Nach einigen Minuten des Suchens hatte er Erfolg – sein Fuß trat auf Erde. Reine Erde, die nicht mehr mit Sand vermischt war. Schnell senkte Asrael seinen Körper zu Boden und schälte sich aus seinen Lederhandschuhen, um seine bloßen Finger in die Erde tauchen zu können. Dann begann er, mit bloßen Händen zu graben. Das Braun klebte an seinen Fingern, schob sich unter seine Nägel, doch alles, was Asrael bemerkte, war die Feuchtigkeit. Ein Lächeln breitete sich auf seinem Gesicht aus, doch mit der Zeit verschwand es wieder. Obwohl er immer tiefer grub, erreichte er kein Wasser.
Asrael schluckte schwer, lehnte sich gegen den Baumstamm und schloss die Augen. In seinem Inneren fühlte er sich so leer wie schon lange nicht mehr. Er hasste diese zu Bruch gegangene Hoffnung. Es muss doch irgendetwas geben, mit dem ich dieses Wasser aus der Erde holen kann!

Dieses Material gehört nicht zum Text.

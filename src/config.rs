//! 应用配置：从 config/default.toml 与环境变量加载
//!
//! 加载顺序：先读 TOML 文件，再用环境变量 `COMB__*` 覆盖（双下划线表示嵌套，如 `COMB__MEMORY__TTL_SECS=60`）。
//! 图谱标签校验规则固定为 `^[A-Za-z][A-Za-z0-9_]*$`，不在配置中开放。

use std::path::PathBuf;
use std::time::Duration;

use serde::Deserialize;

/// 应用配置根（对应 config/default.toml 的顶层）
#[derive(Debug, Clone, Deserialize, Default)]
#[serde(default)]
pub struct AppConfig {
    #[serde(default)]
    pub memory: MemorySection,
    #[serde(default)]
    pub graph: GraphSection,
    #[serde(default)]
    pub workflow: WorkflowSection,
    #[serde(default)]
    pub session: SessionSection,
    #[serde(default)]
    pub llm: LlmSection,
}

/// [memory] 段：短期记忆 TTL / 容量、长期记忆重要性阈值与存储路径
#[derive(Debug, Clone, Deserialize)]
pub struct MemorySection {
    /// 短期记忆整键过期时间（秒），每次写入重置
    #[serde(default = "default_ttl_secs")]
    pub ttl_secs: u64,
    /// 每个用户短期记忆保留的 Turn 条数
    #[serde(default = "default_short_term_capacity")]
    pub short_term_capacity: usize,
    /// importance_score >= 阈值时写入长期记忆
    #[serde(default = "default_importance_threshold")]
    pub importance_threshold: f32,
    /// 短期记忆 SQLite 路径；未设置时只用进程内存储
    pub short_term_db: Option<PathBuf>,
    #[serde(default = "default_long_term_db")]
    pub long_term_db: PathBuf,
}

fn default_ttl_secs() -> u64 {
    3600
}

fn default_short_term_capacity() -> usize {
    10
}

fn default_importance_threshold() -> f32 {
    0.5
}

fn default_long_term_db() -> PathBuf {
    PathBuf::from("data/long_term.db")
}

impl Default for MemorySection {
    fn default() -> Self {
        Self {
            ttl_secs: default_ttl_secs(),
            short_term_capacity: default_short_term_capacity(),
            importance_threshold: default_importance_threshold(),
            short_term_db: None,
            long_term_db: default_long_term_db(),
        }
    }
}

impl MemorySection {
    pub fn ttl(&self) -> Duration {
        Duration::from_secs(self.ttl_secs)
    }
}

/// [graph] 段
#[derive(Debug, Clone, Deserialize)]
pub struct GraphSection {
    #[serde(default = "default_graph_db")]
    pub db_path: PathBuf,
}

fn default_graph_db() -> PathBuf {
    PathBuf::from("data/graph.db")
}

impl Default for GraphSection {
    fn default() -> Self {
        Self {
            db_path: default_graph_db(),
        }
    }
}

/// [workflow] 段：单次调用截止时间、读任务预算、写任务预算、工具超时
#[derive(Debug, Clone, Deserialize)]
pub struct WorkflowSection {
    /// 响应路径（Load-Memory → 检索 → Generate）的总截止时间
    #[serde(default = "default_deadline_secs")]
    pub deadline_secs: u64,
    /// 单个并行读任务（RAG / KG 检索）的预算，不超过剩余截止时间
    #[serde(default = "default_read_timeout_secs")]
    pub read_timeout_secs: u64,
    /// Generate 完成后后台写任务的预算
    #[serde(default = "default_write_timeout_secs")]
    pub write_timeout_secs: u64,
    #[serde(default = "default_tool_timeout_secs")]
    pub tool_timeout_secs: u64,
    /// 模型未自报重要性时使用的分数
    #[serde(default = "default_importance")]
    pub default_importance: f32,
    #[serde(default = "default_retrieval_top_k")]
    pub retrieval_top_k: usize,
    /// Load-Memory 读取的合并历史条数
    #[serde(default = "default_history_limit")]
    pub history_limit: usize,
}

fn default_deadline_secs() -> u64 {
    60
}

fn default_read_timeout_secs() -> u64 {
    20
}

fn default_write_timeout_secs() -> u64 {
    60
}

fn default_tool_timeout_secs() -> u64 {
    30
}

fn default_importance() -> f32 {
    0.5
}

fn default_retrieval_top_k() -> usize {
    4
}

fn default_history_limit() -> usize {
    20
}

impl Default for WorkflowSection {
    fn default() -> Self {
        Self {
            deadline_secs: default_deadline_secs(),
            read_timeout_secs: default_read_timeout_secs(),
            write_timeout_secs: default_write_timeout_secs(),
            tool_timeout_secs: default_tool_timeout_secs(),
            default_importance: default_importance(),
            retrieval_top_k: default_retrieval_top_k(),
            history_limit: default_history_limit(),
        }
    }
}

/// [session] 段：登录会话有效期与可选持久化路径
#[derive(Debug, Clone, Deserialize)]
pub struct SessionSection {
    #[serde(default = "default_session_ttl_secs")]
    pub ttl_secs: u64,
    pub db_path: Option<PathBuf>,
}

fn default_session_ttl_secs() -> u64 {
    86_400
}

impl Default for SessionSection {
    fn default() -> Self {
        Self {
            ttl_secs: default_session_ttl_secs(),
            db_path: None,
        }
    }
}

/// [llm] 段：后端选择与超时
#[derive(Debug, Clone, Deserialize)]
pub struct LlmSection {
    /// 后端：openai（任意 OpenAI 兼容端点）/ mock
    #[serde(default = "default_provider")]
    pub provider: String,
    #[serde(default = "default_model")]
    pub model: String,
    pub base_url: Option<String>,
    #[serde(default)]
    pub timeouts: LlmTimeoutsSection,
}

fn default_provider() -> String {
    "openai".to_string()
}

fn default_model() -> String {
    "gpt-4o-mini".to_string()
}

impl Default for LlmSection {
    fn default() -> Self {
        Self {
            provider: default_provider(),
            model: default_model(),
            base_url: None,
            timeouts: LlmTimeoutsSection::default(),
        }
    }
}

#[derive(Debug, Clone, Deserialize)]
pub struct LlmTimeoutsSection {
    #[serde(default = "default_request_timeout")]
    pub request: u64,
}

fn default_request_timeout() -> u64 {
    60
}

impl Default for LlmTimeoutsSection {
    fn default() -> Self {
        Self {
            request: default_request_timeout(),
        }
    }
}

/// 从 config 目录加载配置，环境变量 COMB__* 可覆盖
///
/// 1. 按顺序查找 config/default.toml、../config/default.toml、default.toml，找到则作为第一源
/// 2. 若传入 config_path 且文件存在，则追加该文件（可覆盖前面的键）
/// 3. 最后叠加环境变量 COMB__*（双下划线表示嵌套键）
pub fn load_config(config_path: Option<PathBuf>) -> Result<AppConfig, config::ConfigError> {
    let mut builder = config::Config::builder();

    let default_names = ["config/default", "../config/default", "default"];
    for name in default_names {
        let path = format!("{}.toml", name);
        if std::path::Path::new(&path).exists() {
            builder = builder.add_source(config::File::with_name(name).required(false));
            break;
        }
    }

    if let Some(ref path) = config_path {
        if path.exists() {
            builder = builder.add_source(config::File::from(path.clone()).required(false));
        }
    }

    builder = builder.add_source(
        config::Environment::with_prefix("COMB")
            .separator("__")
            .try_parsing(true),
    );

    let c = builder.build()?;
    c.try_deserialize()
}

/// 重新从磁盘与环境变量加载配置
pub fn reload_config() -> Result<AppConfig, config::ConfigError> {
    load_config(None)
}
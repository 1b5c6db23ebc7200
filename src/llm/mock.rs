//! Mock LLM 客户端（用于测试，无需 API）
//!
//! 按顺序弹出预置回复；队列为空时回显最后一条 User 消息。记录每次调用收到的消息与工具，便于断言。

use std::collections::VecDeque;
use std::sync::Mutex;
use std::time::Duration;

use async_trait::async_trait;

use super::traits::LlmClient;
use super::types::{ChatMessage, ChatRole, Generation, ToolCall, ToolChoice, ToolSpec};

/// 一次调用的记录
#[derive(Debug, Clone)]
pub struct RecordedCall {
    pub messages: Vec<ChatMessage>,
    pub tool_names: Vec<String>,
    pub choice: ToolChoice,
}

/// 预置回复
#[derive(Debug, Clone)]
pub enum MockReply {
    Text(String),
    ToolCalls(Vec<ToolCall>),
    Fail(String),
}

#[derive(Debug, Default)]
pub struct MockLlmClient {
    replies: Mutex<VecDeque<MockReply>>,
    calls: Mutex<Vec<RecordedCall>>,
    delay: Option<Duration>,
}

impl MockLlmClient {
    pub fn new() -> Self {
        Self::default()
    }

    pub fn with_replies(replies: impl IntoIterator<Item = MockReply>) -> Self {
        Self {
            replies: Mutex::new(replies.into_iter().collect()),
            ..Self::default()
        }
    }

    /// 每次生成前先等待 delay
    pub fn with_delay(mut self, delay: Duration) -> Self {
        self.delay = Some(delay);
        self
    }

    pub fn push(&self, reply: MockReply) {
        if let Ok(mut replies) = self.replies.lock() {
            replies.push_back(reply);
        }
    }

    pub fn calls(&self) -> Vec<RecordedCall> {
        self.calls.lock().map(|c| c.clone()).unwrap_or_default()
    }
}

#[async_trait]
impl LlmClient for MockLlmClient {
    async fn generate(
        &self,
        messages: &[ChatMessage],
        tools: &[ToolSpec],
        choice: ToolChoice,
    ) -> Result<Generation, String> {
        if let Some(delay) = self.delay {
            tokio::time::sleep(delay).await;
        }
        if let Ok(mut calls) = self.calls.lock() {
            calls.push(RecordedCall {
                messages: messages.to_vec(),
                tool_names: tools.iter().map(|t| t.name.clone()).collect(),
                choice,
            });
        }

        let next = self.replies.lock().ok().and_then(|mut r| r.pop_front());
        match next {
            Some(MockReply::Text(text)) => Ok(Generation::text(text)),
            Some(MockReply::ToolCalls(calls)) => Ok(Generation::with_tool_calls(calls)),
            Some(MockReply::Fail(e)) => Err(e),
            None => {
                let last_user = messages
                    .iter()
                    .rev()
                    .find(|m| m.role == ChatRole::User)
                    .map(|m| m.content.as_str())
                    .unwrap_or("(no input)");
                Ok(Generation::text(format!("Echo from Mock: {last_user}")))
            }
        }
    }
}

#[cfg(test)]
mod tests {
    use super::*;

    #[tokio::test]
    async fn test_mock_scripted_then_echo() {
        let mock = MockLlmClient::with_replies([
            MockReply::Text("first".into()),
            MockReply::Fail("boom".into()),
        ]);
        let msgs = [ChatMessage::user("hello")];

        assert_eq!(mock.generate(&msgs, &[], ToolChoice::Auto).await.unwrap().content, "first");
        assert_eq!(mock.generate(&msgs, &[], ToolChoice::Auto).await.unwrap_err(), "boom");
        assert_eq!(
            mock.generate(&msgs, &[], ToolChoice::None).await.unwrap().content,
            "Echo from Mock: hello"
        );
        assert_eq!(mock.calls().len(), 3);
        assert_eq!(mock.calls()[2].choice, ToolChoice::None);
    }
}
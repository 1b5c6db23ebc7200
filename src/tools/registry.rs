//! 工具注册表
//!
//! 所有工具实现 Tool trait（name / description / parameters_schema / execute），由 ToolRegistry 按名注册与查找，
//! ToolExecutor 在调用时加超时并统一转 CoreError。

use std::collections::HashMap;
use std::sync::Arc;

use async_trait::async_trait;
use serde_json::Value;

use crate::llm::ToolSpec;

/// 工具 trait：名称、描述（供 LLM 理解）、参数 schema、异步执行（args 为 JSON）
#[async_trait]
pub trait Tool: Send + Sync {
    /// 工具名称（LLM 调用时使用）
    fn name(&self) -> &str;

    fn description(&self) -> &str;

    /// 参数 JSON Schema；默认无参数
    fn parameters_schema(&self) -> Value {
        serde_json::json!({
            "type": "object",
            "properties": {},
            "required": []
        })
    }

    async fn execute(&self, args: Value) -> Result<String, String>;
}

#[derive(Default, Clone)]
pub struct ToolRegistry {
    tools: HashMap<String, Arc<dyn Tool>>,
}

impl ToolRegistry {
    pub fn new() -> Self {
        Self::default()
    }

    pub fn register(&mut self, tool: impl Tool + 'static) {
        let name = tool.name().to_string();
        self.tools.insert(name, Arc::new(tool));
    }

    pub fn get(&self, name: &str) -> Option<Arc<dyn Tool>> {
        self.tools.get(name).cloned()
    }

    pub async fn execute(&self, name: &str, args: Value) -> Result<String, String> {
        let tool = self.tools.get(name).ok_or_else(|| format!("Unknown tool: {name}"))?;
        tool.execute(args).await
    }

    /// 按名称排序
    pub fn tool_names(&self) -> Vec<String> {
        let mut names: Vec<String> = self.tools.keys().cloned().collect();
        names.sort();
        names
    }

    /// 暴露给 LLM 的工具声明（按名称排序，保证 prompt 稳定）
    pub fn specs(&self) -> Vec<ToolSpec> {
        let mut specs: Vec<ToolSpec> = self
            .tools
            .iter()
            .map(|(name, tool)| ToolSpec {
                name: name.clone(),
                description: tool.description().to_string(),
                parameters: tool.parameters_schema(),
            })
            .collect();
        specs.sort_by(|a, b| a.name.cmp(&b.name));
        specs
    }

    pub fn is_empty(&self) -> bool {
        self.tools.is_empty()
    }
}
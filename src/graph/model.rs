//! 图谱数据类型

use std::collections::BTreeMap;

use chrono::{DateTime, Utc};
use serde::{Deserialize, Serialize};
use serde_json::{Map, Value};

use super::label::{Label, PropertyKey};
use crate::core::{CoreError, Result};

/// 实体：身份为 (name, entity_type)
#[derive(Debug, Clone, PartialEq, Serialize, Deserialize)]
pub struct Entity {
    pub name: String,
    pub entity_type: Label,
    pub properties: Map<String, Value>,
    pub created_at: DateTime<Utc>,
    pub updated_at: DateTime<Utc>,
}

impl Entity {
    pub fn reference(&self) -> EntityRef {
        EntityRef {
            name: self.name.clone(),
            entity_type: self.entity_type.clone(),
        }
    }
}

/// 实体引用
#[derive(Debug, Clone, PartialEq, Eq, Hash, Serialize, Deserialize)]
pub struct EntityRef {
    pub name: String,
    pub entity_type: Label,
}

impl EntityRef {
    pub fn new(name: &str, entity_type: &str) -> Result<Self> {
        Ok(Self {
            name: validate_name(name)?,
            entity_type: Label::new(entity_type)?,
        })
    }
}

impl std::fmt::Display for EntityRef {
    fn fmt(&self, f: &mut std::fmt::Formatter<'_>) -> std::fmt::Result {
        write!(f, "({}:{})", self.entity_type, self.name)
    }
}

/// 有向关系：身份为 (subject, predicate, object)
#[derive(Debug, Clone, PartialEq, Serialize, Deserialize)]
pub struct Relationship {
    pub subject: EntityRef,
    pub predicate: Label,
    pub object: EntityRef,
    pub properties: Map<String, Value>,
    pub created_at: DateTime<Utc>,
    pub updated_at: DateTime<Utc>,
}

/// get_relationships 的过滤条件；全部可选，按 AND 组合
#[derive(Debug, Clone, Default)]
pub struct RelationshipFilter {
    pub subject: Option<String>,
    pub object: Option<String>,
    pub predicate: Option<Label>,
    pub properties: Vec<(PropertyKey, Value)>,
}

impl RelationshipFilter {
    pub fn new() -> Self {
        Self::default()
    }

    pub fn subject(mut self, name: impl Into<String>) -> Self {
        self.subject = Some(name.into());
        self
    }

    pub fn object(mut self, name: impl Into<String>) -> Self {
        self.object = Some(name.into());
        self
    }

    pub fn predicate(mut self, predicate: Label) -> Self {
        self.predicate = Some(predicate);
        self
    }

    pub fn property(mut self, key: PropertyKey, value: impl Into<Value>) -> Self {
        self.properties.push((key, value.into()));
        self
    }
}

/// 图谱统计
#[derive(Debug, Clone, PartialEq, Default, Serialize)]
pub struct GraphStats {
    pub entity_count: usize,
    pub relationship_count: usize,
    /// 实体类型 -> 数量
    pub type_distribution: BTreeMap<String, usize>,
}

/// 三元组 (subject, predicate, object)，名称未校验
#[derive(Debug, Clone, PartialEq, Eq, Serialize, Deserialize)]
pub struct Triple {
    pub subject: String,
    pub predicate: String,
    pub object: String,
}

impl Triple {
    pub fn new(subject: impl Into<String>, predicate: impl Into<String>, object: impl Into<String>) -> Self {
        Self {
            subject: subject.into(),
            predicate: predicate.into(),
            object: object.into(),
        }
    }
}

/// 批量写入实体的输入
#[derive(Debug, Clone, Deserialize)]
pub struct NewEntity {
    pub name: String,
    pub entity_type: String,
    #[serde(default)]
    pub properties: Map<String, Value>,
}

/// 批量写入关系的输入
#[derive(Debug, Clone, Deserialize)]
pub struct NewRelationship {
    pub subject: String,
    pub subject_type: String,
    pub predicate: String,
    pub object: String,
    pub object_type: String,
    #[serde(default)]
    pub properties: Map<String, Value>,
}

/// 批量操作结果：成功条数与被跳过的记录（下标 + 原因）
#[derive(Debug, Clone, Default, PartialEq, Serialize)]
pub struct BatchReport {
    pub succeeded: usize,
    pub skipped: Vec<(usize, String)>,
}

impl BatchReport {
    pub fn all_succeeded(&self) -> bool {
        self.skipped.is_empty()
    }
}

/// 一条有向路径（按边顺序）
#[derive(Debug, Clone, PartialEq, Serialize)]
pub struct GraphPath {
    pub relationships: Vec<Relationship>,
}

impl GraphPath {
    pub fn len(&self) -> usize {
        self.relationships.len()
    }

    pub fn is_empty(&self) -> bool {
        self.relationships.is_empty()
    }
}

/// 以某实体为中心的子图
#[derive(Debug, Clone, Default, PartialEq, Serialize)]
pub struct Subgraph {
    pub entities: Vec<Entity>,
    pub relationships: Vec<Relationship>,
}

pub(crate) fn validate_name(name: &str) -> Result<String> {
    let name = name.trim();
    if name.is_empty() {
        return Err(CoreError::Validation("entity name must not be empty".into()));
    }
    Ok(name.to_string())
}

/// 丢弃值为 null 的属性
pub(crate) fn drop_nulls(properties: Map<String, Value>) -> Map<String, Value> {
    properties.into_iter().filter(|(_, v)| !v.is_null()).collect()
}
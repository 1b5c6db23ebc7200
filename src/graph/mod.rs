//! 知识图谱：带类型的实体与有向关系，SQLite 持久化

pub mod label;
pub mod model;
pub mod store;

pub use label::{Label, PropertyKey};
pub use model::{
    BatchReport, Entity, EntityRef, GraphPath, GraphStats, NewEntity, NewRelationship,
    Relationship, RelationshipFilter, Subgraph, Triple,
};
pub use store::GraphStore;
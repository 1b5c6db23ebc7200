//! 工具执行器
//!
//! 持有 ToolRegistry 与单次调用超时，execute(tool_name, args) 在超时内调用 registry.execute，
//! 超时或失败时转为 CoreError（ToolTimeout / ToolExecutionFailed）；每次调用输出结构化审计日志（JSON）。

use std::time::{Duration, Instant};

use tokio::time::timeout;

use crate::core::CoreError;
use crate::llm::ToolSpec;
use crate::tools::ToolRegistry;

pub struct ToolExecutor {
    registry: ToolRegistry,
    timeout: Duration,
}

impl ToolExecutor {
    pub fn new(registry: ToolRegistry, timeout: Duration) -> Self {
        Self { registry, timeout }
    }

    /// 执行指定工具；超时返回 ToolTimeout，工具返回 Err（含未知工具）则转为 ToolExecutionFailed
    pub async fn execute(&self, tool_name: &str, args: serde_json::Value) -> Result<String, CoreError> {
        let start = Instant::now();
        let args_preview = args_preview(&args);
        let result = timeout(self.timeout, self.registry.execute(tool_name, args)).await;

        let (ok, outcome): (bool, &str) = match &result {
            Ok(Ok(_)) => (true, "ok"),
            Ok(Err(_)) => (false, "error"),
            Err(_) => (false, "timeout"),
        };
        let audit = serde_json::json!({
            "event": "tool_audit",
            "tool": tool_name,
            "ok": ok,
            "outcome": outcome,
            "duration_ms": start.elapsed().as_millis() as u64,
            "args_preview": args_preview,
        });
        tracing::info!(audit = %audit.to_string(), "tool");

        match result {
            Ok(Ok(content)) => Ok(content),
            Ok(Err(e)) => Err(CoreError::ToolExecutionFailed(format!("{tool_name}: {e}"))),
            Err(_) => Err(CoreError::ToolTimeout(tool_name.to_string())),
        }
    }

    pub fn specs(&self) -> Vec<ToolSpec> {
        self.registry.specs()
    }

    pub fn tool_names(&self) -> Vec<String> {
        self.registry.tool_names()
    }
}

fn args_preview(args: &serde_json::Value) -> String {
    let s = args.to_string();
    if s.chars().count() > 200 {
        format!("{}...", s.chars().take(200).collect::<String>())
    } else {
        s
    }
}
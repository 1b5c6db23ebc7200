//! LLM 客户端抽象
//!
//! 所有后端（OpenAI 兼容 / Mock）实现 LlmClient：给定消息、可用工具与工具策略，返回文本或工具调用。

use async_trait::async_trait;

use super::types::{ChatMessage, Generation, ToolChoice, ToolSpec};

#[async_trait]
pub trait LlmClient: Send + Sync {
    /// 一次生成；tools 为空时等价于纯文本补全
    async fn generate(
        &self,
        messages: &[ChatMessage],
        tools: &[ToolSpec],
        choice: ToolChoice,
    ) -> Result<Generation, String>;

    /// 获取累计 token 使用统计：(prompt_tokens, completion_tokens, total_tokens)
    fn token_usage(&self) -> (u64, u64, u64) {
        (0, 0, 0)
    }
}
//! 单次调用的对话状态与任务输出合并
//!
//! 每个任务拿到状态快照（只读），返回 StatePatch；引擎按字段所有权合并：
//! 标量上下文整体替换，Turn 列表只追加。

use serde::Serialize;

use super::types::{StateField, TaskKind};
use crate::core::{CoreError, Result};
use crate::memory::{Role, Turn};

/// 检索失败或没有结果时的上下文值
pub const NO_INFO: &str = "No relevant information found.";

#[derive(Debug, Clone, Serialize)]
pub struct ConversationState {
    pub user_id: String,
    pub session_id: String,
    /// 会话内的轮次（从 1 开始）
    pub round: u64,
    pub turns: Vec<Turn>,
    /// 本轮检索用的查询文本
    pub query: String,
    /// 合并历史（短期 ∪ 长期）
    pub memory_context: String,
    /// 短期窗口内的近期对话
    pub short_memory_context: String,
    pub rag_context: String,
    pub kg_context: String,
}

impl ConversationState {
    pub fn new(user_id: &str, session_id: &str, message: &str, round: u64) -> Self {
        let turn = Turn::user(message)
            .with_metadata("session_id", session_id)
            .with_metadata("round", round);
        Self {
            user_id: user_id.to_string(),
            session_id: session_id.to_string(),
            round,
            turns: vec![turn],
            query: message.to_string(),
            memory_context: String::new(),
            short_memory_context: String::new(),
            rag_context: NO_INFO.to_string(),
            kg_context: NO_INFO.to_string(),
        }
    }

    /// 最后一条 User 消息
    pub fn last_user_message(&self) -> Option<&Turn> {
        self.turns.iter().rev().find(|t| t.role == Role::User)
    }

    /// 最后一条 Assistant 消息
    pub fn assistant_reply(&self) -> Option<&Turn> {
        self.turns.iter().rev().find(|t| t.role == Role::Assistant)
    }

    /// 合并任务输出；写入非本任务字段时拒绝整个补丁
    pub fn apply(&mut self, kind: TaskKind, patch: StatePatch) -> Result<()> {
        let owned = kind.owned_fields();
        if let Some(field) = patch.touched_fields().into_iter().find(|f| !owned.contains(f)) {
            return Err(CoreError::Validation(format!(
                "task {kind} wrote {field:?}, which it does not own"
            )));
        }
        if let Some(v) = patch.memory_context {
            self.memory_context = v;
        }
        if let Some(v) = patch.short_memory_context {
            self.short_memory_context = v;
        }
        if let Some(v) = patch.query {
            self.query = v;
        }
        if let Some(v) = patch.rag_context {
            self.rag_context = v;
        }
        if let Some(v) = patch.kg_context {
            self.kg_context = v;
        }
        self.turns.extend(patch.new_turns);
        Ok(())
    }
}

/// 任务输出：None 表示不修改
#[derive(Debug, Clone, Default, PartialEq)]
pub struct StatePatch {
    pub memory_context: Option<String>,
    pub short_memory_context: Option<String>,
    pub query: Option<String>,
    pub rag_context: Option<String>,
    pub kg_context: Option<String>,
    pub new_turns: Vec<Turn>,
}

impl StatePatch {
    pub fn empty() -> Self {
        Self::default()
    }

    pub fn rag_context(context: impl Into<String>) -> Self {
        Self {
            rag_context: Some(context.into()),
            ..Self::default()
        }
    }

    pub fn kg_context(context: impl Into<String>) -> Self {
        Self {
            kg_context: Some(context.into()),
            ..Self::default()
        }
    }

    pub fn append_turn(turn: Turn) -> Self {
        Self {
            new_turns: vec![turn],
            ..Self::default()
        }
    }

    pub fn is_empty(&self) -> bool {
        self.touched_fields().is_empty()
    }

    pub fn touched_fields(&self) -> Vec<StateField> {
        let mut fields = Vec::new();
        if self.memory_context.is_some() {
            fields.push(StateField::MemoryContext);
        }
        if self.short_memory_context.is_some() {
            fields.push(StateField::ShortMemoryContext);
        }
        if self.query.is_some() {
            fields.push(StateField::Query);
        }
        if self.rag_context.is_some() {
            fields.push(StateField::RagContext);
        }
        if self.kg_context.is_some() {
            fields.push(StateField::KgContext);
        }
        if !self.new_turns.is_empty() {
            fields.push(StateField::Turns);
        }
        fields
    }
}

#[cfg(test)]
mod tests {
    use super::*;

    #[test]
    fn test_initial_state() {
        let state = ConversationState::new("alice", "s1", "I like cats", 1);
        assert_eq!(state.turns.len(), 1);
        assert_eq!(state.turns[0].role, Role::User);
        assert_eq!(state.turns[0].metadata["session_id"], "s1");
        assert_eq!(state.rag_context, NO_INFO);
        assert_eq!(state.kg_context, NO_INFO);
        assert!(state.assistant_reply().is_none());
    }

    #[test]
    fn test_merge_replaces_scalars_and_appends_turns() {
        let mut state = ConversationState::new("alice", "s1", "hi", 1);
        state
            .apply(TaskKind::RagRetrieve, StatePatch::rag_context("Reference 1: cats"))
            .unwrap();
        state
            .apply(TaskKind::Generate, StatePatch::append_turn(Turn::assistant("hello")))
            .unwrap();
        assert_eq!(state.rag_context, "Reference 1: cats");
        assert_eq!(state.turns.len(), 2);
        assert_eq!(state.assistant_reply().unwrap().content, "hello");
    }

    #[test]
    fn test_merge_rejects_foreign_fields() {
        let mut state = ConversationState::new("alice", "s1", "hi", 1);
        let err = state
            .apply(TaskKind::KgSearch, StatePatch::rag_context("stolen"))
            .unwrap_err();
        assert!(matches!(err, CoreError::Validation(_)));
        assert_eq!(state.rag_context, NO_INFO);
        assert!(state
            .apply(TaskKind::PersistMemory, StatePatch::append_turn(Turn::user("x")))
            .is_err());
        assert!(state.apply(TaskKind::PersistMemory, StatePatch::empty()).is_ok());
    }
}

Seine Hände ballten sich zu Fäusten, während er die Augen zusammenkniff und nachdachte. Dann erinnerte er sich.
Suchend blickte er sich um, streckte sich und riss die nächstbesten Blätter von dem Baum über ihm. Dann wandte er sich seinem Loch zu. Es hatte eine ansehnliche Größe und einige Blätter würden hineinpassen. Asrael griff nach einem seiner Lederhandschuhe, und legte ihn in die Mitte des Loches. Danach verteilte er rund herum die Blätter und streifte sich sein Oberteil über den Kopf. Es war ebenfalls aus Leder, gut gearbeitet, und würde das Wasser nicht durchlassen.
Mit einigen flinken Handgriffen hatte er das Kleidungsstück über das Loch gelegt, sodass unter seiner tiefsten Stelle der Lederhandschuh liegen müsste. Die Enden beschwerte er mit ein wenig Erde, dann betrachtete er zufrieden sein Werk. Zwar war er schon durch diese wenige Anstrengung außer Atem geraten, doch das Ergebnis würde die Mühe wert sein. Am Abend würde ihn hier Wasser erwarten.
Und nun musste er nur noch einen sonnenlosen Platz in der Nähe für den Tag finden, da es unter dem Baum gewiss zu heiß werden und dessen Schatten wandern würde.

Asrael wachte rechtzeitig auf, um den Untergang der Sonne sehen zu können. Doch er ließ sich nur kurz von diesem Schauspiel in den Bann ziehen, in dem die gesamte Wüste zu strahlen schien, dann trat er mit großen Augen und einem Kribbeln im Bauch auf sein Wasserloch zu. Vorsichtig schaufelte er die Ränder seines Oberteils frei, dann nahm er es ab. Und tatsächlich – Wasser. Es war nicht viel, aber auf seinem Handschuh befand sich eine kleine Pfütze und die darum liegenden Blätter waren ebenfalls feucht. Asraels Herz begann schneller zu schlagen. Langsam beugte er sich hinunter, um keinen Sand in das Loch zu werfen, dann senkten sich seine Lippen auf das Leder und er nahm das lauwarme Wasser in sich auf.
Als er mit dem Handschuh fertig war, schleckte er die Flüssigkeit von den Blättern. Es waren nur wenige Schlucke, doch sein Magen gluckste, als sie unten ankamen. Der Durst war noch lange nicht gestillt, aber Asrael wusste, er würde den nächsten Tag überleben. Und irgendwann muss diese Wüste ja auch ein Ende haben!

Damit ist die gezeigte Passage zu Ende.